-- The problem --
From the entries that follow, copy each line in which "field" appears.

-- Source data --
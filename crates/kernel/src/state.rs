//! Application state shared across all handlers.
//!
//! Every registry is built once at startup and is read-only afterwards.

use std::sync::Arc;

use anyhow::{Context, Result};
use tracing::{debug, info, warn};

use crate::auth::{AuthState, UserContext};
use crate::config::Config;
use crate::content::{
    Block, BlockService, ContentResolver, ContentSource, LocalFileSystem, TemplateRenderer,
    html_escape,
};
use crate::error::{AppError, AppResult, ResolutionError};
use crate::menu::MenuRegistry;
use crate::page::{PageAccess, PageConfig, PageContext, PageService};
use crate::service::ServiceRegistry;
use crate::shortcode::ShortcodeRegistry;
use crate::site::SiteConfig;
use crate::theme::{SharedThemeEngine, ThemeEngine};

/// Shared application state.
///
/// Wrapped in Arc internally so Clone is cheap.
#[derive(Clone)]
pub struct AppState {
    inner: Arc<AppStateInner>,
}

struct AppStateInner {
    config: Config,

    /// Renderable services by name.
    services: Arc<ServiceRegistry>,

    /// Shortcode name -> service.
    shortcodes: Arc<ShortcodeRegistry>,

    /// Named blocks from the site config.
    blocks: BlockService,

    /// Pages from the site config plus service pages.
    pages: PageService,

    /// Theme engine for template rendering.
    theme: SharedThemeEngine,

    /// Turns content sources into blocks.
    resolver: ContentResolver,
}

impl AppState {
    /// Load the site config named by `config` and build the state around the
    /// built-in services.
    pub fn new(config: Config) -> Result<Self> {
        let site = SiteConfig::load(&config.site_config)?;
        Self::from_parts(config, site, ServiceRegistry::with_builtin())
    }

    /// Build the state from an already loaded site and service registry.
    pub fn from_parts(config: Config, site: SiteConfig, services: ServiceRegistry) -> Result<Self> {
        let services = Arc::new(services);
        debug!(services = ?services, "services registered");

        let shortcodes = Arc::new(
            ShortcodeRegistry::from_services(&services, &site.shortcodes)
                .context("failed to build shortcode registry")?,
        );

        let mut theme = ThemeEngine::new(&config.template_dir)?;
        theme.register_shortcodes(Arc::clone(&shortcodes), config.debug);
        let theme: SharedThemeEngine = Arc::new(theme);

        let fs = LocalFileSystem::new(&config.app_root)
            .trust_absolute_paths(config.trust_absolute_paths);
        let templates: Arc<dyn TemplateRenderer> = theme.clone();
        let resolver = ContentResolver::new(
            Arc::new(fs),
            Arc::clone(&services),
            Arc::clone(&shortcodes),
            templates,
        );

        let blocks = BlockService::from_definitions(site.blocks)
            .context("failed to load block definitions")?;

        let pages = PageService::new(
            site.pages,
            site.overrides,
            PageContext {
                blocks: &blocks,
                services: &services,
            },
        )
        .context("failed to load page definitions")?;

        info!(
            services = services.len(),
            shortcodes = shortcodes.len(),
            blocks = blocks.len(),
            pages = pages.len(),
            "application state ready"
        );

        Ok(Self {
            inner: Arc::new(AppStateInner {
                config,
                services,
                shortcodes,
                blocks,
                pages,
                theme,
                resolver,
            }),
        })
    }

    pub fn config(&self) -> &Config {
        &self.inner.config
    }

    pub fn services(&self) -> &ServiceRegistry {
        &self.inner.services
    }

    pub fn shortcodes(&self) -> &ShortcodeRegistry {
        &self.inner.shortcodes
    }

    pub fn blocks(&self) -> &BlockService {
        &self.inner.blocks
    }

    pub fn pages(&self) -> &PageService {
        &self.inner.pages
    }

    pub fn theme(&self) -> &ThemeEngine {
        &self.inner.theme
    }

    pub fn resolver(&self) -> &ContentResolver {
        &self.inner.resolver
    }

    /// Menus visible to the current user.
    pub fn menus(&self, auth: &dyn AuthState) -> MenuRegistry {
        self.inner.pages.menu_items(auth)
    }

    /// Resolve the content block of page `page_id` without the page chrome.
    pub fn page_block(&self, page_id: &str, auth: &UserContext) -> AppResult<Block> {
        let login_url = &self.inner.config.login_url;
        let access = self.inner.pages.check_access(page_id, auth);
        if access == PageAccess::Disabled {
            return Err(AppError::Forbidden);
        }
        let page = access
            .into_page()
            .map_err(|e| AppError::from_resolution(e, login_url))?;

        let resolved = match &page.content_source {
            ContentSource::Block(block_id) => self.configured_block(&page, block_id),
            source => self.inner.resolver.resolve(source, &page.block),
        };
        resolved.map_err(|e| {
            debug!(page = %page_id, error = %e, "page content failed to resolve");
            AppError::from_resolution(e, login_url)
        })
    }

    /// Render configured block `block_id` as the content of `page`.
    ///
    /// A missing or disabled block leaves the page empty; in debug mode it
    /// shows a warning instead.
    fn configured_block(
        &self,
        page: &PageConfig,
        block_id: &str,
    ) -> Result<Block, ResolutionError> {
        let blocks = &self.inner.blocks;
        let available = blocks.get(block_id).is_some_and(|block| block.enabled);

        match blocks.render(block_id, &self.inner.resolver, Some(&page.title)) {
            Err(ResolutionError::NotFound(_)) if !available => {
                warn!(page = %page.id, block = %block_id, "page block not found or disabled");
                let content = if self.inner.config.debug {
                    format!(
                        "<div class=\"alert alert-warning\">Block \"{}\" not found or disabled.</div>",
                        html_escape(block_id)
                    )
                } else {
                    String::new()
                };
                self.inner
                    .resolver
                    .resolve(&ContentSource::Content(content), &page.block)
            }
            rendered => rendered,
        }
    }

    /// Render page `page_id` as a full HTML document.
    pub fn render_page(&self, page_id: &str, auth: &UserContext) -> AppResult<String> {
        let block = self.page_block(page_id, auth)?;
        let page = self
            .inner
            .pages
            .get_page_config(page_id, auth)
            .ok_or(AppError::NotFound)?;
        let menus = self.menus(auth);

        let html = self
            .inner
            .theme
            .render_page(&page, &block, &menus, auth.is_logged_in())?;
        Ok(html)
    }

    /// Render the page routed at `uri`.
    pub fn render_uri(&self, uri: &str, auth: &UserContext) -> AppResult<String> {
        let page_id = self
            .inner
            .pages
            .page_id_for_uri(uri)
            .ok_or(AppError::NotFound)?
            .to_string();
        self.render_page(&page_id, auth)
    }
}

impl std::fmt::Debug for AppState {
    fn fmt(&self, f: &mut std::fmt::Formatter<'_>) -> std::fmt::Result {
        f.debug_struct("AppState")
            .field("services", &self.inner.services)
            .field("shortcodes", &self.inner.shortcodes)
            .field("pages", &self.inner.pages.len())
            .field("blocks", &self.inner.blocks.len())
            .finish()
    }
}

#[cfg(test)]
#[allow(clippy::unwrap_used, clippy::expect_used)]
mod tests {
    use super::*;

    fn state(toml: &str) -> (tempfile::TempDir, AppState) {
        let dir = tempfile::tempdir().unwrap();
        std::fs::write(dir.path().join("README.md"), "# Welcome\n\nHello **world**.").unwrap();
        let site = SiteConfig::from_toml_str(toml).unwrap();
        let state =
            AppState::from_parts(Config::new(dir.path()), site, ServiceRegistry::with_builtin())
                .unwrap();
        (dir, state)
    }

    const SITE: &str = r#"
        [pages.about]
        uri = "/"
        source = "README.md"
        menu = true

        [pages.dashboard]
        enabled = "auth_required"
        content = "Secret"

        [pages.members]
        enabled = "logged_in"
        content = "Members"

        [pages.off]
        enabled = false
        content = "Off"
    "#;

    #[test]
    fn renders_file_page_with_menu() {
        let (_dir, state) = state(SITE);
        let html = state.render_uri("/", &UserContext::anonymous()).unwrap();
        assert!(html.contains("<strong>world</strong>"));
        assert!(html.contains("Welcome"));
        assert!(html.contains(r#"href="/""#));
    }

    #[test]
    fn access_outcomes() {
        let (_dir, state) = state(SITE);
        let anon = UserContext::anonymous();
        assert!(matches!(
            state.render_page("dashboard", &anon),
            Err(AppError::LoginRequired(url)) if url == "/login"
        ));
        assert!(matches!(state.render_page("members", &anon), Err(AppError::Forbidden)));
        assert!(matches!(state.render_page("off", &anon), Err(AppError::Forbidden)));
        assert!(matches!(state.render_page("nope", &anon), Err(AppError::NotFound)));

        let user = UserContext::authenticated();
        assert!(state.render_page("dashboard", &user).unwrap().contains("Secret"));
        assert!(state.render_page("members", &user).unwrap().contains("Members"));
    }

    #[test]
    fn service_page_from_builtin() {
        let (_dir, state) = state(SITE);
        let html = state.render_uri("/hello", &UserContext::anonymous()).unwrap();
        assert!(html.contains("Hello from AGNSTK!"));
    }

    const BLOCK_SITE: &str = r#"
        [blocks.notice]
        title = "Notice"
        content = "Read **this**."
        class = "callout"

        [blocks.hidden]
        content = "Hidden"
        enabled = false

        [blocks.broken]
        source = "missing.md"

        [pages.notice]
        title = "Notice"
        content_source = "block"

        [pages.hidden-page]
        content_source = "block"
        content_id = "hidden"

        [pages.ghost-page]
        content_source = "block"
        content_id = "ghost"

        [pages.broken-page]
        content_source = "block"
        content_id = "broken"
    "#;

    #[test]
    fn block_pages_render_the_configured_block() {
        let (_dir, state) = state(BLOCK_SITE);
        let block = state.page_block("notice", &UserContext::anonymous()).unwrap();
        assert_eq!(block.id, "notice");
        assert_eq!(block.content, "<p>Read <strong>this</strong>.</p>\n");
        assert_eq!(block.class(), Some("callout"));
        // Same title as the page.
        assert!(!block.show_title);
    }

    #[test]
    fn missing_or_disabled_blocks_leave_the_page_empty() {
        let (_dir, state) = state(BLOCK_SITE);
        let anon = UserContext::anonymous();
        for page in ["hidden-page", "ghost-page"] {
            let block = state.page_block(page, &anon).unwrap();
            assert_eq!(block.content, "", "{page}");
        }
    }

    #[test]
    fn missing_blocks_warn_in_debug_mode() {
        let dir = tempfile::tempdir().unwrap();
        let mut config = Config::new(dir.path());
        config.debug = true;
        let site = SiteConfig::from_toml_str(BLOCK_SITE).unwrap();
        let state = AppState::from_parts(config, site, ServiceRegistry::new()).unwrap();

        let block = state
            .page_block("ghost-page", &UserContext::anonymous())
            .unwrap();
        assert!(block.content.contains(r#"Block "ghost" not found or disabled."#));
    }

    #[test]
    fn block_source_errors_are_not_swallowed() {
        let (_dir, state) = state(BLOCK_SITE);
        assert!(matches!(
            state.page_block("broken-page", &UserContext::anonymous()),
            Err(AppError::NotFound)
        ));
    }

    #[test]
    fn unknown_shortcode_service_fails_startup() {
        let dir = tempfile::tempdir().unwrap();
        let site = SiteConfig::from_toml_str("[shortcodes]\nx = \"Missing\"").unwrap();
        assert!(
            AppState::from_parts(Config::new(dir.path()), site, ServiceRegistry::new()).is_err()
        );
    }
}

-- Solution for this problem --
            .field("services", &self.inner.services)
            .field("shortcodes", &self.inner.shortcodes)
            .field("pages", &self.inner.pages.len())
            .field("blocks", &self.inner.blocks.len())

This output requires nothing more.